Make sure the passwords you use are not created on any sort of pattern e.g., don’t start going through the list of your favorite characters from a TV show.
Communicating passwords
It might be convenient to send passwords with the invitation yo a meeting but participants you send the invite and password to might unknowing share it e.g., in screenshots. It’s a good idea to withhold a password until it’s time for the meeting to start. This is obviously far less convenient but it may help avoid disruptions later on.
Screen participants
This again means more work for meeting organizers but it can help in the long run. Make sure you screen the participants that join the meeting before you allow them in. By default, Zoom has enabled Waiting rooms for all meetings but it might be hard to check every single participant. You can have participants add something to their names each time they join e.g. their university registration code. This will allow you to screen them more easily. Advise participants to use their real names and not aliases or random nicks.
It can also help to have participants RSVP if they will be attending a meeting so that you know what the total number of participants will be. There is also an option to ‘Lock Meetings’ that will prevent more people from joining once the meeting is locked. This is useful but counterproductive if your participants are struggling to come online on time e.g., students who work. Use your best judgment with this feature.
Keep it secret. Keep it safe.
Encourage all participants to keep everything about a meeting secret. Don’t share links to a meeting on Facebook groups or chat groups. Again, this adds a layer of inconvenience since posting a link in one place makes it easier to communicate en-masse. In that case, you can create a WhatsApp group where only the admin is allowed to post and add people who will be attending meetings regularly. Share links in the group and caution everyone from sharing it outside the group.

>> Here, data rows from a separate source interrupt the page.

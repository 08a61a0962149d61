//! # Simulation Executable
//!
//! Simulates the vehicle's motion under wheel speed commands using the exact
//! unicycle model. Commands come either from the operator's gamepad through
//! the same drive control chain as the teleoperation executable, or from a
//! wheel speed script for repeatable runs.
//!
//! The simulation runs at a fixed timestep, paced to real time, and writes
//! the decimated trajectory into the session archive.

// ---------------------------------------------------------------------------
// MODULES
// ---------------------------------------------------------------------------

mod kinematics;
mod pacer;
mod params;

// ---------------------------------------------------------------------------
// IMPORTS
// ---------------------------------------------------------------------------

// External imports
use color_eyre::{eyre::WrapErr, Report};
use log::{info, warn};
use serde::Serialize;
use std::path::PathBuf;
use std::sync::atomic::{AtomicBool, Ordering};
use std::sync::Arc;
use structopt::StructOpt;

// Internal imports
use comms_if::eqpt::WheelCmd;
use kinematics::Pose;
use pacer::RealTimePacer;
use teleop_lib::drive_ctrl::DriveCtrl;
use teleop_lib::gamepad_client::GamepadClient;
use util::{
    archive::{Archived, Archiver},
    logger::{logger_init, LevelFilter},
    module::State,
    script_interpreter::{PendingCmds, ScriptInterpreter},
    session::Session,
};

// ---------------------------------------------------------------------------
// ARGUMENTS
// ---------------------------------------------------------------------------

#[derive(Debug, StructOpt)]
#[structopt(name = "sim_exec", about = "Vehicle motion simulation executable")]
struct Opt {
    /// Wheel speed script to run. Without a script the simulation is driven
    /// by the gamepad through drive control.
    #[structopt(short, long, parse(from_os_str))]
    script: Option<PathBuf>,
}

// ---------------------------------------------------------------------------
// ENUMERATIONS
// ---------------------------------------------------------------------------

/// Where the simulation's wheel commands come from.
enum CmdSource {
    Gamepad {
        client: GamepadClient,
        drive_ctrl: Box<DriveCtrl>,
    },
    Script {
        interpreter: ScriptInterpreter,
        ended: bool,
    },
}

// ---------------------------------------------------------------------------
// DATA STRUCTURES
// ---------------------------------------------------------------------------

/// Flat record of one trajectory sample, written to the session archive.
#[derive(Serialize)]
struct TrajRecord {
    sim_time_s: f64,
    x_m: f64,
    y_m: f64,
    heading_rad: f64,
    axle_left_x_m: f64,
    axle_left_y_m: f64,
    axle_right_x_m: f64,
    axle_right_y_m: f64,
}

// ---------------------------------------------------------------------------
// FUNCTIONS
// ---------------------------------------------------------------------------

fn main() -> Result<(), Report> {
    color_eyre::install()?;

    let opt = Opt::from_args();

    // Initialise the session and logger
    let session =
        Session::new("sim_exec", "sessions").wrap_err("Failed to initialise the session")?;
    logger_init(LevelFilter::Trace, &session).wrap_err("Failed to initialise the logger")?;

    info!("Simulation Executable");
    info!("Session directory: {:?}\n", session.session_root);

    // Load the simulation parameters
    let sim_params = params::load().wrap_err("Failed to load the simulation parameters")?;

    // Build the command source
    let mut cmd_source = match opt.script {
        Some(ref script_path) => {
            let interpreter = ScriptInterpreter::new(script_path)
                .wrap_err("Failed to load the wheel speed script")?;

            info!(
                "Running script {:?} ({} commands over {} s)",
                script_path,
                interpreter.get_num_cmds(),
                interpreter.get_duration()
            );

            CmdSource::Script {
                interpreter,
                ended: false,
            }
        }
        None => {
            // The simulation uses its own drive parameters, with the wider
            // simulated speed range
            let mut drive_ctrl = Box::new(DriveCtrl::default());
            drive_ctrl
                .init("drive_ctrl_sim.toml", &session)
                .wrap_err("Failed to initialise DriveCtrl")?;
            info!("DriveCtrl initialisation complete");

            let client = GamepadClient::new().wrap_err("Failed to acquire the gamepad")?;

            CmdSource::Gamepad { client, drive_ctrl }
        }
    };

    // Trajectory archive
    let mut arch_traj = Archiver::from_path(&session, "trajectory.csv")
        .wrap_err("Failed to initialise the trajectory archiver")?;

    // Interrupt handler, the simulation exits cleanly on ctrl-c
    let interrupted = Arc::new(AtomicBool::new(false));
    {
        let flag = interrupted.clone();
        ctrlc::set_handler(move || flag.store(true, Ordering::SeqCst))
            .wrap_err("Failed to set the interrupt handler")?;
    }

    info!(
        "Simulating {} steps of {} s\n",
        sim_params.num_steps, sim_params.dt_s
    );

    // ---- SIMULATION LOOP ----

    let mut pose = Pose::default();
    let mut cmd = WheelCmd::stop();
    let mut pacer = RealTimePacer::new(sim_params.dt_s, sim_params.overhead_budget_s);

    pacer.start();

    for step_count in 0..sim_params.num_steps {
        if interrupted.load(Ordering::SeqCst) {
            info!("Interrupt received, stopping");
            break;
        }

        let sim_time_s = step_count as f64 * sim_params.dt_s;

        // Archives and logs are decimated so that per-cycle I/O stays
        // bounded, integration itself runs every cycle
        let output_due = output_due(step_count, sim_params.output_decimation);

        // Update the held command. The last command issued stays in effect
        // until the source produces a new one.
        match cmd_source {
            CmdSource::Gamepad {
                ref mut client,
                ref mut drive_ctrl,
            } => {
                let frame = client.poll();

                match drive_ctrl.proc(&frame) {
                    Ok((output, _)) => cmd = output,
                    Err(e) => warn!("Error during DriveCtrl processing: {}", e),
                }

                if output_due {
                    if let Err(e) = drive_ctrl.write() {
                        warn!("Could not write the DriveCtrl archive: {}", e);
                    }
                }
            }
            CmdSource::Script {
                ref mut interpreter,
                ref mut ended,
            } => match interpreter.get_pending_cmds(sim_time_s) {
                PendingCmds::Some(cmds) => {
                    // Several commands due in one step, the last one wins
                    if let Some(last) = cmds.last() {
                        cmd = *last;
                    }
                }
                PendingCmds::None => (),
                PendingCmds::EndOfScript => {
                    if !*ended {
                        info!("End of script, holding the last command");
                        *ended = true;
                    }
                }
            },
        }

        // Commands are in the wire convention, so the right channel's sign
        // is undone here to recover the physical wheel velocity.
        let vel_left_mps = kinematics::rpm_to_mps(cmd.left_rpm, sim_params.wheel_radius_m);
        let vel_right_mps = -kinematics::rpm_to_mps(cmd.right_rpm, sim_params.wheel_radius_m);

        pose = kinematics::step(
            &pose,
            vel_left_mps,
            vel_right_mps,
            sim_params.track_width_m,
            sim_params.dt_s,
        );

        // Decimated trajectory output
        if output_due {
            let (axle_left, axle_right) = pose.axle_endpoints(sim_params.track_width_m);

            if let Err(e) = arch_traj.serialise(TrajRecord {
                sim_time_s,
                x_m: pose.position_m.x,
                y_m: pose.position_m.y,
                heading_rad: pose.heading_rad,
                axle_left_x_m: axle_left.x,
                axle_left_y_m: axle_left.y,
                axle_right_x_m: axle_right.x,
                axle_right_y_m: axle_right.y,
            }) {
                warn!("Could not write the trajectory archive: {}", e);
            }

            info!(
                "act_t: {:8.3} s, sim_t: {:8.3} s, x: {:7.3} m, y: {:7.3} m, heading: {:7.3} rad",
                pacer.elapsed_s(),
                sim_time_s,
                pose.position_m.x,
                pose.position_m.y,
                pose.heading_rad
            );
        }

        pacer.wait();
    }

    info!(
        "\nSimulation complete: sim_t {:.3} s in act_t {:.3} s",
        pacer.sim_time_s(),
        pacer.elapsed_s()
    );
    info!("End of execution");

    Ok(())
}

/// True on the cycles which write trajectory and drive archives.
fn output_due(step_count: u64, output_decimation: u64) -> bool {
    step_count % output_decimation == 0
}

// ---------------------------------------------------------------------------
// TESTS
// ---------------------------------------------------------------------------

#[cfg(test)]
mod test {
    use super::*;

    #[test]
    fn test_output_due_follows_decimation() {
        // One output every 10 cycles, starting with the first
        assert!(output_due(0, 10));
        assert!(!output_due(1, 10));
        assert!(!output_due(9, 10));
        assert!(output_due(10, 10));

        // A decimation of 1 outputs every cycle
        assert!(output_due(3, 1));
    }
}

Try to be the central source of information for a meeting link so that other participants don’t end up asking others for it, who might share them over an unsecured channel.
Go on the offensive
If despite everything, your meetings are being bombed you probably have a mole on your hands and you need to figure out who it is. Depending on the number of participants you expect, break them down into smaller groups and invite them to different meetings. Check which of those meetings are bombed and you might be able to figure out who is leaking the information.